RECORDS TO USE: Begin

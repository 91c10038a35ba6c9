//! `medtriage serve`: start the HTTP API server.

pub async fn run(port_override: Option<u16>) -> Result<(), Box<dyn std::error::Error>> {
    let mut config = super::load_config()?;

    if let Some(port) = port_override {
        config.gateway.port = port;
    }

    println!("🩺 MedTriage Gateway");
    println!("   Listening: {}:{}", config.gateway.host, config.gateway.port);
    println!("   Store:     {} ({})", config.store.backend, config.store.resolved_path().display());
    println!("   Provider:  {}", config.default_provider);

    medtriage_gateway::start(config).await?;

    Ok(())
}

RECORDS TO USE: End

- _EXERCISE BRIEF_
Each entry above needs to be duplicated exactly.

- _TASK OUTPUT_
repository 91c10038a35ba6c9
//! `medtriage serve`: start the HTTP API server.

pub async fn run(port_override: Option<u16>) -> Result<(), Box<dyn std::error::Error>> {
    let mut config = super::load_config()?;

    if let Some(port) = port_override {
        config.gateway.port = port;
    }

    println!("🩺 MedTriage Gateway");
    println!("   Listening: {}:{}", config.gateway.host, config.gateway.port);
    println!("   Store:     {} ({})", config.store.backend, config.store.resolved_path().display());
    println!("   Provider:  {}", config.default_provider);

    medtriage_gateway::start(config).await?;

    Ok(())
}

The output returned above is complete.